NO PIREX: um espetáculo ambidestro, equilibrista e absurdo – Ambrosia

NO PIREX: um espetáculo ambidestro, equilibrista e absurdo

Eis que temos uma peça de teatro cheia de energia, bom humor, deboche e uma estética grotesca que faz com que o feio e o nojento carreguem certa dose de beleza, despertando, no espectador, sensações diversas: na sessão a que fui assistir, ouvia-se na plateia divertidas expressões como “ai, que nervoso” quando os atores circulavam com torres de pratos ou xícaras na suposta iminência de deixarem cair e quebrar tudo (pires, copos, taças, pratos, que, além disso, voavam, sem timidez, para cá e para lá e para acolá, sem desvio da trajetória, projéteis delicados que não acertavam absolutamente ninguém e que cujo caminho aéreo inesperado causava espanto. Muitíssimo espanto).

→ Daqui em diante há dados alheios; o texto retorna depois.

/// Continuation predicate over the previous and the current line
#[derive(Debug, Clone)]
pub struct Matcher {
    pattern: Regex,
    mode: MatchMode,
    negate: bool,
}

impl Matcher {
    /// Build a matcher
    pub fn new(pattern: Regex, mode: MatchMode, negate: bool) -> Self {
        Self { pattern, mode, negate }
    }

    /// Returns true if `current` belongs to the same event as `last`
    pub fn matches(&self, last: &[u8], current: &[u8]) -> bool {
        let line = match self.mode {
            MatchMode::Before => last,
            MatchMode::After => current,
        };
        self.pattern.is_match(line) != self.negate
    }
}

/// Compiled multiline settings
#[derive(Debug, Clone)]
pub struct MultilineRules {
    /// Continuation predicate
    pub matcher: Matcher,
    /// Lines matching this end the current event, inclusively
    pub flush: Option<Regex>,
    /// Maximum number of lines folded into one event, 0 for unlimited
    pub max_lines: usize,
}

impl MultilineRules {
    /// Compile the patterns in `config`
    pub fn from_config(config: &MultilineConfig) -> Result<Self> {
        if config.pattern.is_empty() {
            return Err(Error::Config("multiline pattern cannot be empty".to_string()));
        }

        let mode = config.match_mode.parse()?;
        let pattern = Regex::new(&config.pattern)?;
        let flush = config.flush_pattern.as_deref().map(Regex::new).transpose()?;

        Ok(Self {
            matcher: Matcher::new(pattern, mode, config.negate),
            flush,
            max_lines: config.max_lines,
        })
    }
}

enum State {
    ReadFirst,
    ReadNext,
    ReadFailed(Error),
}

/// Buffers the event being assembled
struct Accumulator {
    message: Message,
    num_lines: usize,
    last: BytesMut,
    separator: Vec<u8>,
    max_bytes: usize,
    max_lines: usize,
}
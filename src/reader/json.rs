//! Decodes JSON-encoded lines into structured fields

use super::Reader;
use crate::config::JsonConfig;
use crate::types::{Fields, Message};
use crate::Result;
use async_trait::async_trait;
use bytes::BytesMut;
use serde_json::{json, Value};
use tracing::debug;

/// Field that holds decoded keys unless `keys_under_root` is set
pub const JSON_KEY: &str = "json";

/// Field receiving decoding errors when `add_error_key` is set
pub const ERROR_KEY: &str = "error";

/// Parses every line as a JSON object
pub struct JsonReader<R> {
    reader: R,
    config: JsonConfig,
}

impl<R: Reader> JsonReader<R> {
    /// Wrap `reader`
    pub fn new(reader: R, config: JsonConfig) -> Self {
        Self { reader, config }
    }

    /// Decode `content`, returning the replacement content (if any) and the decoded fields
    fn decode(&self, content: &[u8]) -> (Option<BytesMut>, Fields) {
        let mut fields: Fields = match serde_json::from_slice(content) {
            Ok(fields) => fields,
            Err(err) => {
                debug!(error = %err, "failed to decode JSON line");
                let mut fields = Fields::new();
                self.add_error(&mut fields, format!("Error decoding JSON: {}", err));
                return (None, fields);
            }
        };

        if self.config.message_key.is_empty() {
            return (Some(BytesMut::new()), fields);
        }

        match fields.remove(&self.config.message_key) {
            Some(Value::String(text)) => (Some(BytesMut::from(text.as_bytes())), fields),
            other => {
                if let Some(value) = other {
                    fields.insert(self.config.message_key.clone(), value);
                }
                let reason = format!("Key '{}' not found or not a string", self.config.message_key);
                self.add_error(&mut fields, reason);
                (Some(BytesMut::new()), fields)
            }
        }
    }

    fn add_error(&self, fields: &mut Fields, message: String) {
        if self.config.add_error_key {
            fields.insert(ERROR_KEY.to_string(), json!({ "message": message, "type": "json" }));
        }
    }

    fn merge(&self, message: &mut Message, decoded: Fields) {
        if !self.config.keys_under_root {
            if !decoded.is_empty() {
                message.fields.insert(JSON_KEY.to_string(), Value::Object(decoded));
            }
            return;
        }

        for (key, value) in decoded {
            if self.config.overwrite_keys || !message.fields.contains_key(&key) {
                message.fields.insert(key, value);
            }
        }
    }
}

#[async_trait]
impl<R: Reader> Reader for JsonReader<R> {
    async fn next(&mut self) -> Result<Message> {
        let mut message = self.reader.next().await?;

        let (content, decoded) = self.decode(&message.content);
        if let Some(content) = content {
            message.content = content;
        }
        self.merge(&mut message, decoded);

        Ok(message)
    }

    async fn close(&mut self) -> Result<()> {
        self.reader.close().await
    }
}
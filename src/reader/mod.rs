//! Reader pipeline stages
//!
//! Every stage implements [`Reader`] and exclusively owns the stage below it.
//! Data flows bottom-up on each call to `next`:
//!
//! ```text
//! tail -> line (decode) -> strip_newline -> json -> timeout -> multiline -> limit
//! ```
//!
//! [`Pipeline`] assembles the chain for one source.

pub mod json;
pub mod limit;
pub mod line;
pub mod multiline;
pub mod pipeline;
pub mod strip;
pub mod tail;
pub mod timeout;

use crate::types::Message;
use crate::Result;
use async_trait::async_trait;

pub use json::JsonReader;
pub use limit::LimitReader;
pub use line::LineReader;
pub use multiline::{MatchMode, Matcher, MultilineReader, MultilineRules};
pub use pipeline::Pipeline;
pub use strip::StripNewline;
pub use tail::TailReader;
pub use timeout::TimeoutReader;

/// A source of messages
#[async_trait]
pub trait Reader: Send {
    /// Produce the next message
    async fn next(&mut self) -> Result<Message>;

    /// Release resources held by this stage and the stages below it
    async fn close(&mut self) -> Result<()> {
        Ok(())
    }
}

#[async_trait]
impl<R: Reader + ?Sized> Reader for Box<R> {
    async fn next(&mut self) -> Result<Message> {
        (**self).next().await
    }

    async fn close(&mut self) -> Result<()> {
        (**self).close().await
    }
}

Esse é o tipo de dramaturgia que dá gosto de ver. É o oposto de um teatro preguiçoso, que, eventualmente, com o pretexto de ser minimalista (ou pobre, se quiser se valer equivocadamente de teoria teatral), acaba por não encantar de tão pouco trabalho que demanda.
No Pirex, com direção de Eid Ribeiro e dramaturgia assinada por ele e pelo Grupo de Teatro Armatrux, de Belo Horizonte, é o contrário: há trabalho, há riqueza de detalhes e expressões corporais, faciais e onomatopeias, há certa hipnose que, enfim, pode suscitar o processo de encantamento nos primeiros momentos, sem que, ao longo da peça, se deixe a peteca cair.
A equipe de atores, Cristiano Araújo, Eduardo Machado, Paula Manata, Raquel Pedras e Tina Dias, além de Fábio Furtado como ator convidado, está sensacional, nessa que é uma interessantíssima coreografia de cuspes, tragadas de cigarro, caminhadas trôpegas, itinerários bambos e sustos que não vou contar mais para não dar spoiler logo no segundo parágrafo. O que posso dizer, em duas palavras, é que labaredas acontecem.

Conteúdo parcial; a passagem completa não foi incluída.